Work item.
Say how many lines in the records include the string "copied", adding no other words.

Saved data entries
-.-.-

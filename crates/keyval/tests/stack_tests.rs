/// Tests for deep copying and layer stacking.
///
/// Stacking must merge mappings recursively, let the top layer win for every
/// other kind of value, and never touch either input. Copies must share no
/// structure with their source.
use keyval::{deep_copy, stack_onto, KeyVal, Mapping, Node};

// ============================================================================
// Fixtures
// ============================================================================

fn base_layer() -> KeyVal {
    KeyVal::from_json(br#"{"hello":1,"world":{"something":2},"wilbur":"razzle"}"#).unwrap()
}

fn top_layer() -> KeyVal {
    KeyVal::from_json(br#"{"hello":3,"yellow":56,"world":{"another":32,"yetanother":33}}"#)
        .unwrap()
}

fn json_string(kv: &KeyVal) -> String {
    String::from_utf8(kv.to_json().unwrap()).unwrap()
}

// ============================================================================
// 1. Deep copy
// ============================================================================

#[test]
fn copy_is_independent_of_source() {
    let kv = KeyVal::from_json(br#"{"hello":1,"world":{"something":2}}"#).unwrap();
    let mut copy = kv.copy();
    copy.set_value(3, &["world", "something"]).unwrap();

    assert_eq!(kv.number(&["world", "something"]).unwrap(), 2.0);
    assert_eq!(copy.number(&["world", "something"]).unwrap(), 3.0);
}

#[test]
fn copy_equals_source() {
    let kv = base_layer();
    assert_eq!(kv.copy(), kv);
}

#[test]
fn source_mutation_does_not_reach_copy() {
    let mut kv = KeyVal::from_json(br#"{"list":[{"a":1}],"map":{"b":{"c":2}}}"#).unwrap();
    let copy = kv.copy();
    kv.create_value(9, &["map", "b", "c"]).unwrap();
    kv.set_value("gone", &["list"]).unwrap();

    assert_eq!(copy.number(&["map", "b", "c"]).unwrap(), 2.0);
    assert_eq!(copy.array(&["list"]).unwrap().len(), 1);
}

#[test]
fn deep_copy_rebuilds_sequences_of_mappings() {
    let mut inner = Mapping::new();
    inner.insert("k".to_owned(), Node::from("v"));
    let original = Node::Sequence(vec![Node::Mapping(inner), Node::Number(1.0)]);

    let mut copied = deep_copy(&original);
    if let Node::Sequence(items) = &mut copied {
        if let Some(map) = items[0].as_mapping_mut() {
            map.insert("k".to_owned(), Node::from("changed"));
        }
    }

    assert_ne!(original, copied);
    let first = original.as_sequence().unwrap()[0].as_mapping().unwrap();
    assert_eq!(first.get("k"), Some(&Node::from("v")));
}

#[test]
fn clone_goes_through_deep_copy() {
    let kv = base_layer();
    let mut cloned = kv.clone();
    cloned.set_value("x", &["world", "something"]).unwrap();
    assert_eq!(kv.number(&["world", "something"]).unwrap(), 2.0);
}

// ============================================================================
// 2. Stack semantics
// ============================================================================

#[test]
fn stack_merges_mappings_and_overrides_scalars() {
    let merged = base_layer().stack(&top_layer());
    assert_eq!(
        json_string(&merged),
        r#"{"hello":3,"wilbur":"razzle","world":{"another":32,"something":2,"yetanother":33},"yellow":56}"#
    );
}

#[test]
fn stack_leaves_inputs_untouched() {
    let base = base_layer();
    let top = top_layer();
    let _ = base.stack(&top);
    assert_eq!(base, base_layer());
    assert_eq!(top, top_layer());
}

#[test]
fn stack_result_is_independent_of_inputs() {
    let base = base_layer();
    let top = top_layer();
    let mut merged = base.stack(&top);
    merged.set_value(0, &["world", "another"]).unwrap();
    merged.set_value(0, &["world", "something"]).unwrap();
    assert_eq!(top.number(&["world", "another"]).unwrap(), 32.0);
    assert_eq!(base.number(&["world", "something"]).unwrap(), 2.0);
}

#[test]
fn stack_replaces_sequences_wholesale() {
    let base = KeyVal::from_json(br#"{"hosts":["a","b","c"]}"#).unwrap();
    let top = KeyVal::from_json(br#"{"hosts":["z"]}"#).unwrap();
    let merged = base.stack(&top);
    assert_eq!(merged.array(&["hosts"]).unwrap(), &[Node::from("z")]);
}

#[test]
fn stack_scalar_over_mapping_replaces_mapping() {
    let base = KeyVal::from_json(br#"{"db":{"host":"a","port":1}}"#).unwrap();
    let top = KeyVal::from_json(br#"{"db":"sqlite://memory"}"#).unwrap();
    let merged = base.stack(&top);
    assert_eq!(merged.string(&["db"]).unwrap(), "sqlite://memory");
}

#[test]
fn stack_mapping_over_scalar_replaces_scalar() {
    let base = KeyVal::from_json(br#"{"db":"sqlite://memory"}"#).unwrap();
    let top = KeyVal::from_json(br#"{"db":{"host":"a"}}"#).unwrap();
    let merged = base.stack(&top);
    assert_eq!(merged.string(&["db", "host"]).unwrap(), "a");
    assert_eq!(merged.mapping(&["db"]).unwrap().len(), 1);
}

#[test]
fn stack_null_in_top_layer_overrides() {
    let base = KeyVal::from_json(br#"{"proxy":{"url":"http://p"}}"#).unwrap();
    let top = KeyVal::from_json(br#"{"proxy":null}"#).unwrap();
    let merged = base.stack(&top);
    assert!(merged.value(&["proxy"]).unwrap().is_null());
}

#[test]
fn stack_merges_at_every_depth() {
    let base = KeyVal::from_yaml(b"a:\n  b:\n    c:\n      keep: 1\n      change: 1\n").unwrap();
    let top = KeyVal::from_yaml(b"a:\n  b:\n    c:\n      change: 2\n      add: 3\n").unwrap();
    let merged = base.stack(&top);
    assert_eq!(merged.number(&["a", "b", "c", "keep"]).unwrap(), 1.0);
    assert_eq!(merged.number(&["a", "b", "c", "change"]).unwrap(), 2.0);
    assert_eq!(merged.number(&["a", "b", "c", "add"]).unwrap(), 3.0);
}

#[test]
fn stack_with_empty_layers() {
    let base = base_layer();
    assert_eq!(base.stack(&KeyVal::new()), base);
    assert_eq!(KeyVal::new().stack(&base), base);
}

#[test]
fn stack_layers_applies_in_priority_order() {
    let defaults = KeyVal::from_json(br#"{"log":{"level":"info","format":"text"},"port":80}"#)
        .unwrap();
    let file = KeyVal::from_yaml(b"log:\n  level: debug\nport: 8080\n").unwrap();
    let env = KeyVal::from_json(br#"{"log":{"level":"warn"}}"#).unwrap();

    let merged = KeyVal::stack_layers([&defaults, &file, &env]);
    assert_eq!(merged.string(&["log", "level"]).unwrap(), "warn");
    assert_eq!(merged.string(&["log", "format"]).unwrap(), "text");
    assert_eq!(merged.number(&["port"]).unwrap(), 8080.0);
}

#[test]
fn stack_layers_of_nothing_is_empty() {
    let merged = KeyVal::stack_layers(std::iter::empty());
    assert_eq!(merged, KeyVal::new());
}

#[test]
fn stack_onto_works_in_place() {
    let mut base = base_layer().into_mapping();
    stack_onto(&mut base, top_layer().into_mapping());
    let merged = KeyVal::from_mapping(base);
    assert_eq!(merged, base_layer().stack(&top_layer()));
}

-.-.-

Result of the exercise.
3